* _The problem_
Report all lines of the data below that hold the word "example".

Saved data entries

//! Application configuration schemas.
//!
//! Configuration is assembled by the `config` crate from optional TOML files,
//! `CONTENTOPS__`-prefixed environment variables, and the flat variable names
//! used by the container deployment (`MYSQL_PASSWORD`, `R2_ENDPOINT`,
//! ...). Each sub-module represents a logical configuration section.

pub mod backup;
pub mod database;
pub mod logging;
pub mod scheduler;
pub mod sites;
pub mod storage;

use serde::{Deserialize, Serialize};

pub use self::backup::{BackupConfig, SyncConfig};
pub use self::database::DatabaseConfig;
pub use self::logging::LoggingConfig;
pub use self::scheduler::SchedulerConfig;
pub use self::sites::SitesConfig;
pub use self::storage::StorageConfig;

use crate::error::AppError;
use crate::result::AppResult;

/// Flat environment variable names mapped onto configuration keys.
const LEGACY_ENV: &[(&str, &str)] = &[
    ("MYSQL_HOST", "database.host"),
    ("MYSQL_PORT", "database.port"),
    ("MYSQL_DATABASE", "database.name"),
    ("MYSQL_USER", "database.user"),
    ("MYSQL_PASSWORD", "database.password"),
    ("R2_ENDPOINT", "storage.endpoint"),
    ("R2_ACCESS_KEY_ID", "storage.access_key_id"),
    ("R2_SECRET_ACCESS_KEY", "storage.secret_access_key"),
    ("R2_BUCKET_NAME", "storage.bucket"),
    ("SITE1_DOMAIN", "sites.site1_domain"),
    ("SITE2_DOMAIN", "sites.site2_domain"),
    ("BACKUP_RETENTION_DAYS", "backup.retention_days"),
    ("BACKUP_DIR", "backup.directory"),
];

/// Root application configuration.
#[derive(Debug, Clone, Default, Serialize, Deserialize)]
pub struct AppConfig {
    /// Content database connection settings.
    #[serde(default)]
    pub database: DatabaseConfig,
    /// Object storage settings.
    #[serde(default)]
    pub storage: StorageConfig,
    /// The two synchronized sites.
    #[serde(default)]
    pub sites: SitesConfig,
    /// Local backup artifacts and retention.
    #[serde(default)]
    pub backup: BackupConfig,
    /// Content synchronization windows.
    #[serde(default)]
    pub sync: SyncConfig,
    /// Job cadences and polling.
    #[serde(default)]
    pub scheduler: SchedulerConfig,
    /// Logging settings.
    #[serde(default)]
    pub logging: LoggingConfig,
}

impl AppConfig {
    /// Load configuration for the named environment from files and the
    /// process environment. A `.env` file is honoured when present.
    pub fn load(env: &str) -> AppResult<Self> {
        if let Ok(path) = dotenvy::dotenv() {
            tracing::debug!(path = %path.display(), "Loaded .env file");
        }
        Self::load_with(env, |key| std::env::var(key).ok())
    }

    /// Load configuration using `lookup` to resolve the flat legacy variables.
    ///
    /// Fails with a configuration error when any required secret is absent
    /// or a scheduler setting cannot be parsed.
    pub fn load_with<F>(env: &str, lookup: F) -> AppResult<Self>
    where
        F: Fn(&str) -> Option<String>,
    {
        let mut builder = config::Config::builder()
            .add_source(config::File::with_name("config/default").required(false))
            .add_source(config::File::with_name(&format!("config/{env}")).required(false))
            .add_source(
                config::Environment::with_prefix("CONTENTOPS")
                    .separator("__")
                    .try_parsing(true),
            );

        for (var, key) in LEGACY_ENV {
            builder = builder.set_override_option(*key, lookup(var).filter(|v| !v.is_empty()))?;
        }

        let config: AppConfig = builder
            .build()
            .map_err(|e| AppError::configuration(format!("Failed to build config: {e}")))?
            .try_deserialize()
            .map_err(|e| AppError::configuration(format!("Failed to deserialize config: {e}")))?;

        config.validate()?;
        Ok(config)
    }

    /// Check required secrets and parse scheduler settings.
    pub fn validate(&self) -> AppResult<()> {
        let mut missing = Vec::new();
        if self.database.password.is_empty() {
            missing.push("MYSQL_PASSWORD");
        }
        if self.storage.endpoint.is_empty() {
            missing.push("R2_ENDPOINT");
        }
        if self.storage.access_key_id.is_empty() {
            missing.push("R2_ACCESS_KEY_ID");
        }
        if self.storage.secret_access_key.is_empty() {
            missing.push("R2_SECRET_ACCESS_KEY");
        }
        if !missing.is_empty() {
            return Err(AppError::configuration(format!(
                "Missing required configuration: {}",
                missing.join(", ")
            )));
        }

        self.scheduler.backup_at()?;
        self.scheduler.cleanup_at()?;
        self.scheduler.cleanup_weekday()?;
        if self.scheduler.poll_interval_seconds == 0 {
            return Err(AppError::configuration(
                "scheduler.poll_interval_seconds must be greater than zero",
            ));
        }
        Ok(())
    }
}

#[cfg(test)]
mod tests {
    use std::collections::HashMap;

    use super::*;
    use crate::error::ErrorKind;

    fn env_of(pairs: &[(&str, &str)]) -> HashMap<String, String> {
        pairs
            .iter()
            .map(|(k, v)| (k.to_string(), v.to_string()))
            .collect()
    }

    fn required() -> Vec<(&'static str, &'static str)> {
        vec![
            ("MYSQL_PASSWORD", "secret"),
            ("R2_ENDPOINT", "https://account.r2.cloudflarestorage.com"),
            ("R2_ACCESS_KEY_ID", "key"),
            ("R2_SECRET_ACCESS_KEY", "shh"),
        ]
    }

    #[test]
    fn test_load_with_defaults() {
        let env = env_of(&required());
        let config = AppConfig::load_with("unit-test", |k| env.get(k).cloned()).unwrap();

        assert_eq!(config.database.host, "mysql");
        assert_eq!(config.database.name, "content_ops");
        assert_eq!(config.database.password, "secret");
        assert_eq!(config.storage.bucket, "content-ops-backups");
        assert_eq!(config.sites.site1_domain, "site1.localhost");
        assert_eq!(config.backup.retention_days, 30);
        assert_eq!(config.scheduler.poll_interval_seconds, 60);
    }

    #[test]
    fn test_legacy_overrides() {
        let mut pairs = required();
        pairs.push(("MYSQL_HOST", "db.internal"));
        pairs.push(("BACKUP_RETENTION_DAYS", "7"));
        pairs.push(("SITE2_DOMAIN", "news.example.com"));
        let env = env_of(&pairs);

        let config = AppConfig::load_with("unit-test", |k| env.get(k).cloned()).unwrap();
        assert_eq!(config.database.host, "db.internal");
        assert_eq!(config.backup.retention_days, 7);
        assert_eq!(config.sites.site2_url(), "http://news.example.com");
    }

    #[test]
    fn test_missing_secrets_are_fatal() {
        let env = env_of(&[("MYSQL_PASSWORD", "secret")]);
        let err = AppConfig::load_with("unit-test", |k| env.get(k).cloned()).unwrap_err();

        assert_eq!(err.kind, ErrorKind::Configuration);
        assert!(err.message.contains("R2_ENDPOINT"));
        assert!(err.message.contains("R2_ACCESS_KEY_ID"));
        assert!(err.message.contains("R2_SECRET_ACCESS_KEY"));
        assert!(!err.message.contains("MYSQL_PASSWORD"));
    }

    #[test]
    fn test_invalid_schedule_time_rejected() {
        let env = env_of(&required());
        let mut config = AppConfig::load_with("unit-test", |k| env.get(k).cloned()).unwrap();
        config.scheduler.backup_time = "25:99".to_string();

        let err = config.validate().unwrap_err();
        assert_eq!(err.kind, ErrorKind::Configuration);
    }
}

* _Output of the task_
        pairs.push(("SITE2_DOMAIN", "news.example.com"));
        assert_eq!(config.sites.site2_url(), "http://news.example.com");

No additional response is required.